Earl even began to wonder if such a thing as “price gouging” could exist in a competitive market. Seemed like maybe there was only the price people were willing to pay before they started considering alternatives. After all, no one was forcing anyone to buy from him.
As COVID stretched on, the supply of lots of other things Earl sold to customers was restricted. Factories shut down. Workforces were reduced. Supply chains were disrupted. Government payments to workers made it harder for companies to find them or to get them to return to work.
But demand did not fall. In fact, the trillions of dollars pumped into the economy only increased demand. People had wads of cash and nowhere to spend it.
“Oi vey,” said Earl, with the voice of Milton Friedman ringing in his head. Suddenly it cost $3 more a pound to get ground beef in his meat cooler.
Earl, who operated on the grocery industry average of a 1-3% profit margin, couldn’t afford to eat the extra cost. He had no choice but to raise his prices to cover it.
News of Uncle Earl’s price increases reached the vaunted halls of Washington, D.C. Crowds gathered at the White House demanding answers. While the President ate pudding and played gin rummy, his successor stepped forward with a simple message: “The cause of this is simple. Earl’s a greedy bastard,” she explained.
Earl was a little hurt. His parents were definitely married.

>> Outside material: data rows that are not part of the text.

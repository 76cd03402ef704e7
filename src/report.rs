//! Text summaries of finished runs.

use crate::model::{DecayResult, GrowthResult, Trajectory};
use anyhow::Result;
use std::io::Write;

pub fn write_decay_summary(out: &mut dyn Write, results: &[DecayResult]) -> Result<()> {
    for res in results {
        let stats = &res.stats;
        writeln!(out, "Condition: {}", res.label)?;
        writeln!(out, "  Death rate = {:.3} / day", res.rate)?;
        writeln!(out, "  Survival probability p = {:.3e}", stats.prob_surv)?;
        writeln!(out, "  Expected survivors = {:.2}", stats.exp_surv)?;
        writeln!(out, "  Extinction probability = {:.3e}", stats.prob_ext)?;
        if let Some(smp) = &res.sampled {
            writeln!(
                out,
                "  Sampled survivors = {:.2} ± {:.2} ({} replicates, extinct in {:.3})",
                smp.mean_surv, smp.std_dev_surv, smp.n_reps, smp.freq_ext
            )?;
        }
        writeln!(out)?;
    }
    Ok(())
}

pub fn write_growth_summary(out: &mut dyn Write, results: &[GrowthResult]) -> Result<()> {
    for res in results {
        writeln!(out, "Condition: {}", res.label)?;
        writeln!(out, "  Local RH = {:.1} %", res.local_rel_hum)?;
        writeln!(out, "  r_env = {:.4e}", res.rate_env)?;
        writeln!(out, "  Die-off rate = {:.2} / day", res.rate_die_off)?;
        if let Some((t, n)) = res.traj.last() {
            writeln!(out, "  Population at {t:.2} days = {n:.4e}")?;
        }
        writeln!(out)?;
    }
    Ok(())
}

/// Write a trajectory as tab-separated `time population` rows under a `#` header.
pub fn write_series(out: &mut dyn Write, label: &str, traj: &Trajectory) -> Result<()> {
    writeln!(out, "# {label} ({} samples)", traj.len())?;
    for (t, n) in traj.samples() {
        writeln!(out, "{t:.6}\t{n:.6e}")?;
    }
    writeln!(out)?;
    Ok(())
}
//! Closed-form exponential decay of a cell population.

use crate::error::{ModelError, check_num};
use crate::model::{SampleSummary, SurvivalStats, Trajectory};
use crate::stats::SurvivorTally;
use rand::prelude::*;
use rand_distr::Binomial;

/// Number of samples of every decay trajectory.
pub const N_SAMPLES: usize = 300;

/// Sample `n_cell_init * exp(-rate * t)` at [`N_SAMPLES`] uniform times over `[0, t_days]`.
///
/// The first sample is `n_cell_init` exactly. A negative rate yields a growing
/// curve and is not rejected.
///
/// # Errors
/// Returns [`ModelError::InvalidParameter`] if `t_days` is negative.
pub fn deterministic_decay(
    n_cell_init: f64,
    rate: f64,
    t_days: f64,
) -> Result<Trajectory, ModelError> {
    check_num("t_days", t_days, 0.0..)?;

    let dt = t_days / (N_SAMPLES - 1) as f64;
    let mut time = Vec::with_capacity(N_SAMPLES);
    let mut pop = Vec::with_capacity(N_SAMPLES);
    time.push(0.0);
    pop.push(n_cell_init);
    for i_smp in 1..N_SAMPLES {
        let t = if i_smp == N_SAMPLES - 1 {
            t_days
        } else {
            i_smp as f64 * dt
        };
        time.push(t);
        pop.push(n_cell_init * (-rate * t).exp());
    }

    Ok(Trajectory::new(time, pop))
}

/// Survival statistics of `n_cell_init` independent cells after `t_days`.
///
/// The extinction probability `(1 - p)^N` is evaluated as `exp(N * ln(1 - p))`,
/// so tiny but nonzero probabilities survive large `N`, and `p == 1` gives exactly 0.
///
/// # Errors
/// Returns [`ModelError::InvalidParameter`] if `t_days` is negative and
/// [`ModelError::NumericDegeneracy`] if the survival probability leaves `[0, 1]`
/// (negative or NaN rate).
pub fn survival_stats(
    n_cell_init: u64,
    rate: f64,
    t_days: f64,
) -> Result<SurvivalStats, ModelError> {
    check_num("t_days", t_days, 0.0..)?;

    let prob_surv = (-rate * t_days).exp();
    if !(0.0..=1.0).contains(&prob_surv) {
        return Err(ModelError::NumericDegeneracy {
            name: "prob_surv",
            value: prob_surv,
        });
    }

    let n_cell_init = n_cell_init as f64;
    let exp_surv = n_cell_init * prob_surv;
    let prob_ext = if prob_surv == 1.0 {
        0.0
    } else {
        (n_cell_init * (-prob_surv).ln_1p()).exp()
    };

    Ok(SurvivalStats {
        prob_surv,
        exp_surv,
        prob_ext,
    })
}

/// Draw `n_reps` realised survivor counts from `Binomial(n_cell_init, prob_surv)`.
///
/// # Errors
/// Returns [`ModelError::InvalidParameter`] if `n_reps` is zero or `prob_surv`
/// is not a probability.
pub fn sample_survivors<R: Rng>(
    n_cell_init: u64,
    prob_surv: f64,
    n_reps: usize,
    rng: &mut R,
) -> Result<SampleSummary, ModelError> {
    check_num("n_reps", n_reps as f64, 1.0..)?;
    check_num("prob_surv", prob_surv, 0.0..=1.0)?;

    let dist = Binomial::new(n_cell_init, prob_surv).map_err(|_| {
        ModelError::NumericDegeneracy {
            name: "prob_surv",
            value: prob_surv,
        }
    })?;

    let mut tally = SurvivorTally::default();
    for _ in 0..n_reps {
        tally.record(dist.sample(rng));
    }

    Ok(tally.summary())
}

#[cfg(test)]
mod tests {
    use super::*;
    use crate::rates::RateParams;
    use rand_chacha::ChaCha12Rng;

    #[test]
    fn decay_starts_at_n0_and_never_increases() {
        for &rate in &[0.0, 0.1, 0.84, 5.0] {
            let traj = deterministic_decay(1e6, rate, 20.0).unwrap();
            assert_eq!(traj.len(), N_SAMPLES);
            assert_eq!(traj.pop()[0], 1e6);
            assert_eq!(traj.time()[0], 0.0);
            assert_eq!(traj.time()[N_SAMPLES - 1], 20.0);
            assert!(traj.pop().windows(2).all(|w| w[1] <= w[0]));
            assert!(traj.time().windows(2).all(|w| w[1] > w[0]));
            assert!(traj.pop().iter().all(|&n| n > 0.0));
        }
    }

    #[test]
    fn infinite_rate_keeps_initial_sample() {
        let traj = deterministic_decay(1e6, f64::INFINITY, 20.0).unwrap();
        assert_eq!(traj.pop()[0], 1e6);
        assert!(traj.pop()[1..].iter().all(|&n| n == 0.0));
        assert_eq!(traj.time()[N_SAMPLES - 1], 20.0);
    }

    #[test]
    fn decay_rejects_negative_horizon() {
        assert!(matches!(
            deterministic_decay(1e6, 0.5, -1.0),
            Err(ModelError::InvalidParameter { name: "t_days", .. })
        ));
    }

    #[test]
    fn negative_rate_grows() {
        let traj = deterministic_decay(10.0, -0.1, 10.0).unwrap();
        assert!(traj.pop()[N_SAMPLES - 1] > 10.0);
    }

    #[test]
    fn zero_rate_is_certain_survival() {
        for &n in &[1, 1000, 1_000_000] {
            for &t_days in &[0.0, 1.0, 365.0] {
                let stats = survival_stats(n, 0.0, t_days).unwrap();
                assert_eq!(stats.prob_surv, 1.0);
                assert_eq!(stats.exp_surv, n as f64);
                assert_eq!(stats.prob_ext, 0.0);
            }
        }
    }

    #[test]
    fn longer_exposure_is_monotone() {
        let mut prev = survival_stats(10, 0.3, 1.0).unwrap();
        assert!(prev.prob_ext > 0.0);
        for t_days in [2.0, 5.0, 10.0, 20.0] {
            let stats = survival_stats(10, 0.3, t_days).unwrap();
            assert!(stats.prob_surv < prev.prob_surv);
            assert!(stats.prob_ext > prev.prob_ext);
            prev = stats;
        }
    }

    #[test]
    fn reference_scenario_chain() {
        let par = RateParams::new(0.2, 0.8);
        let rate = par.death_rate(2.0, 0.0).unwrap();
        let stats = survival_stats(1_000_000, rate, 20.0).unwrap();

        let prob_surv = (-rate * 20.0).exp();
        assert!((stats.prob_surv - prob_surv).abs() / prob_surv < 1e-12);
        assert!(stats.prob_surv > 4.5e-8 && stats.prob_surv < 5.5e-8);
        assert!((stats.exp_surv - 1e6 * prob_surv).abs() < 1e-12);
        let exp_ext = (-1e6 * prob_surv).exp();
        assert!((stats.prob_ext - exp_ext).abs() / exp_ext < 1e-3);
        assert!((stats.prob_ext - 0.951).abs() < 0.002);
    }

    #[test]
    fn humid_condition_survives_better() {
        let par = RateParams::new(0.2, 0.8);
        let dry = survival_stats(1_000_000, par.death_rate(2.0, 0.0).unwrap(), 20.0).unwrap();
        let humid = survival_stats(1_000_000, par.death_rate(2.0, 45.0).unwrap(), 20.0).unwrap();
        assert!(humid.prob_surv > dry.prob_surv);
        assert!(humid.prob_ext < dry.prob_ext);
    }

    #[test]
    fn extinction_keeps_precision_for_rare_survival() {
        // 1 - p rounds to exactly 1.0 here, so the naive power reports certain extinction.
        let rate = 1e17f64.ln();
        let stats = survival_stats(1_000_000_000_000_000, rate, 1.0).unwrap();
        assert_eq!((1.0 - stats.prob_surv).powf(1e15), 1.0);
        let exp_ext = (-1e15 * stats.prob_surv).exp();
        assert!(stats.prob_ext < 1.0);
        assert!((stats.prob_ext - exp_ext).abs() < 1e-9);

        let stats = survival_stats(10, 3.0, 1.0).unwrap();
        let naive = (1.0 - stats.prob_surv).powi(10);
        assert!((stats.prob_ext - naive).abs() < 1e-12);
    }

    #[test]
    fn certain_death_is_certain_extinction() {
        let stats = survival_stats(1_000_000, f64::INFINITY, 1.0).unwrap();
        assert_eq!(stats.prob_surv, 0.0);
        assert_eq!(stats.exp_surv, 0.0);
        assert_eq!(stats.prob_ext, 1.0);
    }

    #[test]
    fn degenerate_rates_are_reported() {
        assert!(matches!(
            survival_stats(100, -0.5, 2.0),
            Err(ModelError::NumericDegeneracy { name: "prob_surv", .. })
        ));
        assert!(matches!(
            survival_stats(100, f64::NAN, 2.0),
            Err(ModelError::NumericDegeneracy { .. })
        ));
    }

    #[test]
    fn sampled_survivors_match_analytic_stats() {
        let mut rng = ChaCha12Rng::seed_from_u64(42);
        let stats = survival_stats(10_000, 0.5, 10.0).unwrap();
        let smp = sample_survivors(10_000, stats.prob_surv, 4000, &mut rng).unwrap();
        assert_eq!(smp.n_reps, 4000);
        assert!((smp.mean_surv - stats.exp_surv).abs() < 0.1 * stats.exp_surv);
        assert!((smp.freq_ext - stats.prob_ext).abs() < 0.05);
    }

    #[test]
    fn sampling_is_reproducible_and_checked() {
        let smp_a = sample_survivors(1000, 0.01, 100, &mut ChaCha12Rng::seed_from_u64(7)).unwrap();
        let smp_b = sample_survivors(1000, 0.01, 100, &mut ChaCha12Rng::seed_from_u64(7)).unwrap();
        assert_eq!(smp_a, smp_b);

        let mut rng = ChaCha12Rng::seed_from_u64(7);
        assert!(sample_survivors(1000, 0.01, 0, &mut rng).is_err());
        assert!(sample_survivors(1000, 1.5, 10, &mut rng).is_err());

        let smp = sample_survivors(1000, 1.0, 10, &mut rng).unwrap();
        assert_eq!(smp.mean_surv, 1000.0);
        assert_eq!(smp.freq_ext, 0.0);
    }
}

Media cronies quickly pumped out stories to demonstrate Earl’s excesses. Video footage of Earl vacationing at the Flora-Bama circulated on social media. It was even rumored he owned Exxon stock. #ClimateDenier
But the newly crowned candidate had a simple solution: She was going to tell Earl what he could charge. She held up a can of chicken noodle soup and said, “Earl is charging $3 for this soup. No American should ever pay more than $2 a can.”
The crowd cheered wildly. “Take that Earl!” “No one should go without soup in the wealthiest nation on the planet, Earl!,” lamented one woman doing a livestream on her iPhone 15. The ring light attachment she used really captured the anguish in her eyes. #BratGirlSummer
But neither the candidate nor the crowd had any idea how much it cost to mine or transport the metal used to make the soup can. They did not know the grain cost used to feed the chickens, nor the cost of slaughtering and packaging the birds. Heck, they didn’t even know that the flour that produced the noodles in the soup came from Ukraine, where a war had impacted the harvest.

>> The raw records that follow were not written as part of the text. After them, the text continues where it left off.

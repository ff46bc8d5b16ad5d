//! The total order over entries of a tree level.
//!
//! Names sort first, as raw bytes. Two entries with the same name fall back
//! to their [`EntryType`](crate::EntryType) ordinals, so the order stays
//! deterministic even for the degenerate case of an object and a sub-tree
//! sharing a name.

use std::cmp::Ordering;

use crate::entry::Entry;

/// Compare two entries by name, then by entry type ordinal.
///
/// Usable directly with `slice::sort_by`.
pub fn compare_entries(a: &Entry, b: &Entry) -> Ordering {
    a.name
        .as_bytes()
        .cmp(b.name.as_bytes())
        .then_with(|| a.entry_type.ordinal().cmp(&b.entry_type.ordinal()))
}

/// Whether two entries refer to the same child of a tree level.
///
/// Name is the only identity key when deciding overrides; a type change under
/// the same name is still an override.
pub fn same_name(a: &Entry, b: &Entry) -> bool {
    a.name == b.name
}
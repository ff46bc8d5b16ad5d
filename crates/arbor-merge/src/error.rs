//! Error types for the merge crate.

/// Errors returned by a configured [`Merger`](crate::Merger).
///
/// The plain [`merge_changes`](crate::merge_changes) function never fails;
/// these only surface when a [`MergeConfig`](crate::MergeConfig) asks for
/// stricter checking.
#[derive(Debug, Clone, PartialEq, Eq, thiserror::Error)]
pub enum MergeError {
    /// The committed entries are not strictly ordered.
    #[error("current entries out of order at index {index}: {previous:?} then {next:?}")]
    UnsortedEntries {
        index: usize,
        previous: String,
        next: String,
    },

    /// The workspace changes are not strictly ordered.
    #[error("workspace changes out of order at index {index}: {previous:?} then {next:?}")]
    UnsortedChanges {
        index: usize,
        previous: String,
        next: String,
    },

    /// Tombstones targeted names that do not exist at this tree level.
    #[error("tombstones target missing entries: {}", .names.join(", "))]
    AnomalousTombstones { names: Vec<String> },
}

/// Convenience alias for merge results.
pub type MergeResult<T> = Result<T, MergeError>;

#[cfg(test)]
mod tests {
    use super::*;

    #[test]
    fn messages_name_the_offenders() {
        let err = MergeError::UnsortedEntries {
            index: 2,
            previous: "c".into(),
            next: "b".into(),
        };
        assert_eq!(
            err.to_string(),
            r#"current entries out of order at index 2: "c" then "b""#
        );

        let err = MergeError::AnomalousTombstones {
            names: vec!["b".into(), "x".into()],
        };
        assert_eq!(err.to_string(), "tombstones target missing entries: b, x");
    }
}
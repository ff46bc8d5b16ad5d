use std::fmt;

use serde::{Deserialize, Serialize};

/// Content address of an object or sub-tree referenced from a tree level.
///
/// Arbor never dereferences an `ObjectId` while merging; it is carried from
/// the input entries to the output entries unchanged.
#[derive(Clone, Copy, PartialEq, Eq, Hash, PartialOrd, Ord, Serialize, Deserialize)]
pub struct ObjectId([u8; 32]);

impl ObjectId {
    /// Wrap a hash computed by the store.
    pub fn from_hash(hash: [u8; 32]) -> Self {
        Self(hash)
    }

    /// The all-zero address, used where no object is referenced.
    pub const fn null() -> Self {
        Self([0u8; 32])
    }
}

impl fmt::Debug for ObjectId {
    fn fmt(&self, f: &mut fmt::Formatter<'_>) -> fmt::Result {
        write!(f, "ObjectId({})", hex::encode(&self.0[..4]))
    }
}

impl fmt::Display for ObjectId {
    fn fmt(&self, f: &mut fmt::Formatter<'_>) -> fmt::Result {
        write!(f, "{}", hex::encode(self.0))
    }
}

They just wanted $2 chicken noodle soup. A tweet went viral that read “inflation’s down Earl, why aren’t your prices?” Earl thought about the weight he’d gained over the last year. In November, he’d gained 9 pounds. In December 5. In January, 3. And every month since, a pound. The rate that Earl was gaining weight went “down,” but he was still 23 pounds fatter than he had been last October. Inflation is the measure of how fast prices are going up. It being “down,” still means prices are rising.
In short order after the price controls took effect, Earl’s shelves were empty. $2 chicken noodle soup was too good of a deal to pass up. For a while, Earl tried limiting how much customers could buy to make sure his shelves could stay stocked. This wasn’t good for customers like Old Lady Agnes, who traveled an hour into town to get groceries once a month for her twelve hungry boys and her Great Dane, Mr. Ed. And the truth was that Earl was losing money on every can he sold.

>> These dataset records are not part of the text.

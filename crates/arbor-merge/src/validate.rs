//! Ordering checks for merge inputs.
//!
//! The merge itself trusts its inputs. These checks back
//! [`InputPolicy::Validated`](crate::InputPolicy::Validated) and are public so
//! staging layers can verify what they produce.

use std::cmp::Ordering;

use arbor_tree::{compare_entries, same_name, Entry, WorkspaceEntry};

use crate::error::{MergeError, MergeResult};

/// Check that `entries` is strictly ordered with no repeated names.
pub fn validate_entries(entries: &[Entry]) -> MergeResult<()> {
    match first_out_of_order(entries.iter()) {
        Some((index, previous, next)) => Err(MergeError::UnsortedEntries {
            index,
            previous: previous.name.clone(),
            next: next.name.clone(),
        }),
        None => Ok(()),
    }
}

/// Check that `changes` is strictly ordered with no repeated names.
pub fn validate_changes(changes: &[WorkspaceEntry]) -> MergeResult<()> {
    match first_out_of_order(changes.iter().map(WorkspaceEntry::entry)) {
        Some((index, previous, next)) => Err(MergeError::UnsortedChanges {
            index,
            previous: previous.name.clone(),
            next: next.name.clone(),
        }),
        None => Ok(()),
    }
}

/// Index of the first entry not strictly after its predecessor.
///
/// Two entries sharing a name are out of order even if their types differ.
fn first_out_of_order<'a>(
    mut entries: impl Iterator<Item = &'a Entry>,
) -> Option<(usize, &'a Entry, &'a Entry)> {
    let mut previous = entries.next()?;
    for (offset, next) in entries.enumerate() {
        if compare_entries(previous, next) != Ordering::Less || same_name(previous, next) {
            return Some((offset + 1, previous, next));
        }
        previous = next;
    }
    None
}
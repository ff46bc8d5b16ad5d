//! Reports of tombstones that target names missing from the tree level.
//!
//! A tombstone for a name the current tree level does not hold means the
//! staging layer asked for something impossible. The merge does not fail on
//! it; it hands a [`TombstoneAnomaly`] to the caller's [`AnomalySink`] with
//! enough context to reconstruct what both inputs looked like.

use std::fmt;
use std::sync::Arc;

use serde::{Deserialize, Serialize};

use arbor_tree::{entry_names, pretty_names, workspace_names, Entry, EntryType, WorkspaceEntry};

const MISSING_ENTRY: &str = "trying to remove an entry that does not exist";
const MISSING_ENTRY_EXHAUSTED: &str =
    "trying to remove an entry that does not exist, no entries are left";

/// Names of both merge inputs, captured once per merge.
///
/// Every anomaly of one merge shares the same snapshot, so reporting k
/// anomalies costs one copy of the names rather than k.
#[derive(Clone, Debug, PartialEq, Eq)]
pub struct NameSnapshot {
    /// Names of all current entries.
    pub entries: Arc<[String]>,
    /// Names of all pending changes.
    pub changes: Arc<[String]>,
}

impl NameSnapshot {
    /// Copy the names out of both inputs.
    pub fn capture(current: &[Entry], changes: &[WorkspaceEntry]) -> Self {
        Self {
            entries: entry_names(current).into(),
            changes: workspace_names(changes).into(),
        }
    }
}

/// A tombstone whose target name is absent from the current tree level.
#[derive(Clone, Debug, PartialEq, Eq, Serialize, Deserialize)]
pub struct TombstoneAnomaly {
    /// Name the tombstone tried to remove.
    pub name: String,
    /// Entry type recorded on the tombstone.
    pub entry_type: EntryType,
    /// Name of the current entry the merge was positioned at, or `None` if
    /// every current entry had already been consumed.
    pub next_entry: Option<String>,
    /// Names of all current entries, shared with the other anomalies of the merge.
    pub entries: Arc<[String]>,
    /// Names of all pending changes, shared likewise.
    pub changes: Arc<[String]>,
}

impl TombstoneAnomaly {
    /// Tombstone that sorts before `next`, the current entry under the cursor.
    pub fn before_entry(change: &WorkspaceEntry, next: &Entry, snapshot: &NameSnapshot) -> Self {
        Self::build(change, Some(next.name.clone()), snapshot)
    }

    /// Tombstone left over after every current entry was consumed.
    pub fn after_entries(change: &WorkspaceEntry, snapshot: &NameSnapshot) -> Self {
        Self::build(change, None, snapshot)
    }

    fn build(change: &WorkspaceEntry, next_entry: Option<String>, snapshot: &NameSnapshot) -> Self {
        Self {
            name: change.name().to_string(),
            entry_type: change.entry().entry_type,
            next_entry,
            entries: Arc::clone(&snapshot.entries),
            changes: Arc::clone(&snapshot.changes),
        }
    }

    /// One-line summary without the snapshots.
    pub fn message(&self) -> &'static str {
        if self.next_entry.is_some() {
            MISSING_ENTRY
        } else {
            MISSING_ENTRY_EXHAUSTED
        }
    }
}

impl fmt::Display for TombstoneAnomaly {
    fn fmt(&self, f: &mut fmt::Formatter<'_>) -> fmt::Result {
        write!(f, "{}: {:?} ({})", self.message(), self.name, self.entry_type)?;
        if let Some(next) = &self.next_entry {
            write!(f, ", next entry {next:?}")?;
        }
        write!(
            f,
            "; entries={} changes={}",
            pretty_names(&self.entries),
            pretty_names(&self.changes)
        )
    }
}

/// Receives anomaly reports from a merge.
///
/// Implementations must not panic: the merge keeps going after every report.
pub trait AnomalySink {
    fn record_anomaly(&mut self, anomaly: TombstoneAnomaly);
}

impl<S: AnomalySink + ?Sized> AnomalySink for &mut S {
    fn record_anomaly(&mut self, anomaly: TombstoneAnomaly) {
        (**self).record_anomaly(anomaly);
    }
}

impl AnomalySink for Vec<TombstoneAnomaly> {
    fn record_anomaly(&mut self, anomaly: TombstoneAnomaly) {
        self.push(anomaly);
    }
}

/// Emits each anomaly as a `tracing` error event.
#[derive(Clone, Copy, Debug, Default)]
pub struct TracingSink;

impl AnomalySink for TracingSink {
    fn record_anomaly(&mut self, anomaly: TombstoneAnomaly) {
        tracing::error!(
            change_name = %anomaly.name,
            entry_type = %anomaly.entry_type,
            next_entry = anomaly.next_entry.as_deref(),
            changes = %pretty_names(&anomaly.changes),
            entries = %pretty_names(&anomaly.entries),
            "{}",
            anomaly.message()
        );
    }
}

/// Keeps every anomaly for later inspection.
#[derive(Clone, Debug, Default)]
pub struct CollectingSink {
    anomalies: Vec<TombstoneAnomaly>,
}

impl CollectingSink {
    pub fn new() -> Self {
        Self::default()
    }

    pub fn anomalies(&self) -> &[TombstoneAnomaly] {
        &self.anomalies
    }

    pub fn len(&self) -> usize {
        self.anomalies.len()
    }

    pub fn is_empty(&self) -> bool {
        self.anomalies.is_empty()
    }

    pub fn into_anomalies(self) -> Vec<TombstoneAnomaly> {
        self.anomalies
    }
}

impl AnomalySink for CollectingSink {
    fn record_anomaly(&mut self, anomaly: TombstoneAnomaly) {
        self.anomalies.push(anomaly);
    }
}

/// Drops every report.
#[derive(Clone, Copy, Debug, Default)]
pub struct NullSink;

impl AnomalySink for NullSink {
    fn record_anomaly(&mut self, _anomaly: TombstoneAnomaly) {}
}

Earl finally said “to hell with this” and closed shop. He got out his old economics textbook and began reading about Soviet bread lines.
The Moral of the Story
Price controls ignore market forces and lead to constraints on supply. Supply constraints lead to rationing. Rationing leads to bread lines. Bureaucrats in Washington D.C. cannot possibly be smarter than millions of consumers making decisions where they live and work.
If Americans want lower prices, we need to reduce restraints on production and free trade and adopt better monetary policy that doesn’t devalue our currency (e.g. stop printing what we don’t have). If Americans want someone to blame, it’s not Earl. It’s the politicians blaming Earl.